Como mostrou reportagem de VEJA desta semana, as investigações sobre os assassinatos do indigenista brasileiro Bruno Pereira e do jornalista britânico Dom Phillips tiveram avanços nos últimos meses, revelando como funcionava a quadrilha por trás dos crimes e suas conexões com o poder público. Antes disso, porém, o inquérito caminhava a passos lentos.
As investigações sobre o episódio já completam quase vinte meses — o duplo homicídio ocorreu no dia 5 de junho de 2022, no Vale do Javari, na região de Atalaia do Norte, no extremo oeste da Amazônia. Inicialmente, a apuração foi conduzida pelo delegado Alex Perez, da Polícia Civil do Amazonas. Depois, ficou sob responsabilidade do delegado Lawrence Guimarães Cunha, da PF do Amazonas — ele foi transferido para outro estado em março de 2023 e deixou o caso.

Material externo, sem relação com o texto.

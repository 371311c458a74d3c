use super::hashing::{
    ContentHash, canonical_coordinate, canonical_float, canonical_keyword,
};
use super::options::{DriverKind, QmOptions};
use crate::core::models::element;
use nalgebra::Point3;
use serde::{Deserialize, Serialize};
use std::fmt::{self, Write as _};
use thiserror::Error;

/// Errors raised when a task's structure or options fail validation.
///
/// Validation happens before hashing: a descriptor is only ever created from
/// data that can be canonically serialized, so every descriptor has a key.
#[derive(Debug, Error, Clone, PartialEq)]
pub enum TaskError {
    #[error("structure has no atoms")]
    EmptyStructure,
    #[error("atomic number {number} of atom {atom} is not a supported element")]
    UnknownElement { atom: usize, number: u8 },
    #[error("structure has {atoms} atom(s) but {coordinates} coordinate(s)")]
    CoordinateCountMismatch { atoms: usize, coordinates: usize },
    #[error("atom {atom} has a non-finite coordinate")]
    NonFiniteCoordinate { atom: usize },
    #[error("spin multiplicity must be at least 1")]
    ZeroMultiplicity,
    #[error("method must not be empty")]
    EmptyMethod,
    #[error("basis must not be empty")]
    EmptyBasis,
    #[error("solvent name must not be empty when present")]
    EmptySolvent,
    #[error("scf convergence must be finite and positive, got {value}")]
    InvalidConvergence { value: f64 },
}

/// The structural half of a task: everything the external program needs to
/// know about the molecule itself.
#[derive(Debug, Clone, PartialEq, Serialize, Deserialize)]
pub struct StructureSpec {
    /// The atomic number of each atom.
    pub atomic_numbers: Vec<u8>,
    /// Cartesian coordinates in Angstroms, one `[x, y, z]` triple per atom.
    pub coordinates: Vec<[f64; 3]>,
    /// The net molecular charge in elementary charge units.
    pub charge: i32,
    /// The spin multiplicity (2S + 1).
    pub multiplicity: u32,
}

impl StructureSpec {
    /// Builds a structure spec from model-layer coordinates.
    pub fn from_points(
        atomic_numbers: &[u8],
        coordinates: &[Point3<f64>],
        charge: i32,
        multiplicity: u32,
    ) -> Self {
        Self {
            atomic_numbers: atomic_numbers.to_vec(),
            coordinates: coordinates.iter().map(|p| [p.x, p.y, p.z]).collect(),
            charge,
            multiplicity,
        }
    }
}

/// The content address of a task: a structure hash plus an options hash.
///
/// Keeping the two halves separate means a method change produces a new key
/// while leaving the structure hash (and anything derived from it) untouched.
#[derive(Debug, Clone, PartialEq, Eq, Hash, Serialize, Deserialize)]
pub struct TaskKey {
    /// Hash of the canonical structure text.
    pub structure: ContentHash,
    /// Hash of the canonical driver-plus-options text.
    pub options: ContentHash,
}

impl fmt::Display for TaskKey {
    fn fmt(&self, f: &mut fmt::Formatter<'_>) -> fmt::Result {
        write!(f, "{}-{}", self.structure.short(), self.options.short())
    }
}

/// An immutable description of one unit of external computation.
///
/// A descriptor snapshots its inputs at construction: the structure is copied
/// and the [`TaskKey`] is computed exactly once, so later mutation of the
/// molecule it was derived from cannot silently change the task's identity.
#[derive(Debug, Clone, PartialEq)]
pub struct TaskDescriptor {
    structure: StructureSpec,
    driver: DriverKind,
    options: QmOptions,
    label: String,
    key: TaskKey,
}

impl TaskDescriptor {
    /// Validates the inputs, derives the human-readable label from the
    /// molecular formula, and computes the content key.
    pub fn new(
        structure: StructureSpec,
        driver: DriverKind,
        options: QmOptions,
    ) -> Result<Self, TaskError> {
        validate_structure(&structure)?;
        validate_options(&options)?;
        let label = element::hill_formula(&structure.atomic_numbers);
        let key = TaskKey {
            structure: ContentHash::of(&canonical_structure_text(&structure)),
            options: ContentHash::of(&canonical_options_text(driver, &options)),
        };
        Ok(Self {
            structure,
            driver,
            options,
            label,
            key,
        })
    }

    /// Returns the structural input of the task.
    pub fn structure(&self) -> &StructureSpec {
        &self.structure
    }

    /// Returns the driver kind.
    pub fn driver(&self) -> DriverKind {
        self.driver
    }

    /// Returns the method options.
    pub fn options(&self) -> &QmOptions {
        &self.options
    }

    /// Returns the formula-derived label used in filenames and logs.
    pub fn label(&self) -> &str {
        &self.label
    }

    /// Returns the content key computed at construction.
    pub fn key(&self) -> &TaskKey {
        &self.key
    }
}

fn validate_structure(structure: &StructureSpec) -> Result<(), TaskError> {
    if structure.atomic_numbers.is_empty() {
        return Err(TaskError::EmptyStructure);
    }
    if structure.coordinates.len() != structure.atomic_numbers.len() {
        return Err(TaskError::CoordinateCountMismatch {
            atoms: structure.atomic_numbers.len(),
            coordinates: structure.coordinates.len(),
        });
    }
    for (atom, &number) in structure.atomic_numbers.iter().enumerate() {
        if element::symbol(number).is_none() {
            return Err(TaskError::UnknownElement { atom, number });
        }
    }
    for (atom, triple) in structure.coordinates.iter().enumerate() {
        if triple.iter().any(|c| !c.is_finite()) {
            return Err(TaskError::NonFiniteCoordinate { atom });
        }
    }
    if structure.multiplicity == 0 {
        return Err(TaskError::ZeroMultiplicity);
    }
    Ok(())
}

fn validate_options(options: &QmOptions) -> Result<(), TaskError> {
    if options.method.trim().is_empty() {
        return Err(TaskError::EmptyMethod);
    }
    if options.basis.trim().is_empty() {
        return Err(TaskError::EmptyBasis);
    }
    if let Some(solvent) = &options.solvent {
        if solvent.trim().is_empty() {
            return Err(TaskError::EmptySolvent);
        }
    }
    if !options.scf_convergence.is_finite() || options.scf_convergence <= 0.0 {
        return Err(TaskError::InvalidConvergence {
            value: options.scf_convergence,
        });
    }
    Ok(())
}

// Field order is fixed and part of the format: reordering either function
// changes every hash ever computed.
fn canonical_structure_text(structure: &StructureSpec) -> String {
    let mut text = String::new();
    let _ = write!(
        text,
        "charge:{};multiplicity:{};atoms:",
        structure.charge, structure.multiplicity
    );
    for (&number, triple) in structure
        .atomic_numbers
        .iter()
        .zip(structure.coordinates.iter())
    {
        let _ = write!(
            text,
            "{},{},{},{};",
            number,
            canonical_coordinate(triple[0]),
            canonical_coordinate(triple[1]),
            canonical_coordinate(triple[2]),
        );
    }
    text
}

fn canonical_options_text(driver: DriverKind, options: &QmOptions) -> String {
    format!(
        "basis:{};driver:{};method:{};scf_convergence:{};solvent:{}",
        canonical_keyword(&options.basis),
        driver.stage_name(),
        canonical_keyword(&options.method),
        canonical_float(options.scf_convergence),
        options
            .solvent
            .as_deref()
            .map(canonical_keyword)
            .unwrap_or_default(),
    )
}
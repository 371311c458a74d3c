//! # Charge Fitting Module
//!
//! The numerical core: fitting atomic point charges to reproduce sampled
//! electrostatic potentials.
//!
//! ## Overview
//!
//! The fit minimizes the weighted squared deviation between the quantum
//! potential and the point-charge model potential over every grid point of
//! every orientation, subject to linear equality constraints. A hyperbolic
//! restraint pulls statistically ill-determined charges toward zero; because
//! the restraint is non-linear in the charges, the normal equations are
//! re-linearized about the current estimate and solved repeatedly until the
//! charges stop moving.
//!
//! Equivalence constraints are realized by variable aliasing: all atoms of an
//! equivalence class share one unknown, so their fitted charges are identical
//! down to the last bit. Sum constraints become Lagrange rows of an augmented
//! (KKT) system.
//!
//! ## Key Components
//!
//! - [`options`] - Fit options: restraint strengths, stage control, tolerances
//! - [`restraint`] - The hyperbolic penalty and its linearized diagonal weight
//! - [`matrix`] - Accumulation of normal-equation blocks from ESP grids
//! - [`solver`] - Constraint reduction, the iteration loop, and the fit report

pub(crate) mod matrix;
pub mod options;
pub mod restraint;
pub mod solver;

use crate::core::models::constraints::ConstraintError;
use thiserror::Error;

/// One Bohr radius in Angstroms (CODATA 2010, the value shared by the
/// external programs this pipeline drives).
pub const BOHR_RADIUS_ANGSTROM: f64 = 0.52917721092;

/// Errors raised by the charge-fitting engine.
///
/// Note that failure to converge is deliberately *not* an error: the fit
/// returns its best estimate with a convergence flag instead.
#[derive(Debug, Error, Clone, PartialEq)]
pub enum FitError {
    #[error("no molecules to fit")]
    NoMolecules,
    #[error("molecule {molecule} has no atoms")]
    EmptyMolecule { molecule: usize },
    #[error("molecule {molecule} has no conformers")]
    NoConformers { molecule: usize },
    #[error("molecule {molecule} has a non-positive weight {weight}")]
    InvalidWeight { molecule: usize, weight: f64 },
    #[error("molecule {molecule} conformer {conformer} has no orientations with ESP data")]
    NoEspData { molecule: usize, conformer: usize },
    #[error(
        "molecule {molecule} conformer {conformer} orientation {orientation} has no ESP grid"
    )]
    MissingEsp {
        molecule: usize,
        conformer: usize,
        orientation: usize,
    },
    #[error("grid point {point} of molecule {molecule} coincides with atom {atom}")]
    CoincidentGridPoint {
        molecule: usize,
        point: usize,
        atom: usize,
    },
    #[error("invalid fit options: {reason}")]
    InvalidOptions { reason: String },
    #[error("charge constraints are linearly dependent: {}", offenders.join("; "))]
    DependentConstraints { offenders: Vec<String> },
    #[error("{origin} involves only frozen atoms and misses its target by {residual:.3e}")]
    FrozenConstraintConflict { origin: String, residual: f64 },
    #[error("equivalence group {group} spans frozen atoms with differing charges")]
    FrozenEquivalenceConflict { group: usize },
    #[error("the augmented least-squares system is singular")]
    SingularSystem,
    #[error(transparent)]
    Constraints(#[from] ConstraintError),
}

O inquérito só começou a avançar mais rapidamente em abril, quando foi transferido para Brasília e ficou sob o comando do delegado Francisco Badenes Júnior. A mudança levou a novas prisões e ao indiciamento do peruano Ruben Dario da Silva Villar, o Colômbia, apontado como mandante do crime e chefe de uma organização criminosa que atua no Brasil e nas fronteiras com o Peru e a Colômbia.
Considerado peça-chave nesse esquema de ilegalidades, Colômbia tem conexões com o poder político local. Nos últimos meses, a PF colocou no alvo aliados do suposto mandante. No dia 18 de janeiro, prendeu Jânio Freitas de Souza, apontado como seu informante e braço direito. Ele era funcionário na prefeitura de Atalaia do Norte, onde ocupava o cargo de auxiliar de serviços gerais, com salário de 1.200 reais — seu nome deixou de integrar a folha de pagamento em agosto de 2022, logo após os assassinatos de Bruno e Dom. Em depoimento à PF, ao qual VEJA teve acesso, testemunhas afirmaram que Colômbia tem contratos com as prefeituras de Atalaia do Norte, Tabatinga e Benjamin Constant para transporte fluvial, incluindo o traslado de professores até comunidades ribeirinhas e indígenas. Ele possui pelo menos 22 embarcações em seu nome. A suspeita é de que os contratos sejam firmados por meio de empresas de fachada ou laranjas. Um relatório da Polícia Judiciária mostra que três de sete empresas que fecharam contratos com as prefeituras têm servidores ou ex-servidores de Benjamin Constant como proprietários. Nenhuma empresa contratada tem embarcações vinculadas ao seu CNPJ. Outro ponto que reforça as suspeitas é que a maioria não tem funcionários registrados.
Relação com outro assassinato
Os investigadores descobriram ainda vínculos importantes entre o duplo homicídio e a execução de outro indigenista, Maxciel Pereira dos Santos, servidor da Funai (Bruno Pereira também havia sido servidor da Funai), morto a tiros em 2019, em Tabatinga. O caso ficou parado por meses, mas foi retomado após as mortes de Bruno e Dom e também está nas mãos do delegado Badenes. Os dois inquéritos avançam juntos, com compartilhamento de provas e depoimentos.
Para a PF, a organização por trás dos assassinatos é transnacional e atua com pesca e caça ilegais, lavagem de dinheiro, sonegação fiscal, desvio de recursos públicos e corrupção. A instituição agora tenta esmiuçar suas conexões com servidores públicos, políticos locais e até com a cúpula da Funai na gestão Jair Bolsonaro.
Funai
Em uma reviravolta, uma decisão do desembargador Ney Bello, do TRF-1, em novembro, paralisou parte do inquérito. Ele atendeu um pedido da defesa e determinou a suspensão das investigações contra o ex-presidente da Funai Marcelo Xavier e seu vice Alcir Amaral Teixeira. Os dois foram indiciados por homicídio qualificado e ocultação de cadáver, em razão de omissão no caso de Bruno e Dom. O juiz considerou que Xavier “não possuía ingerência direta sobre as forças de segurança” e que os indiciamentos se basearam só no cargo ocupado por ele.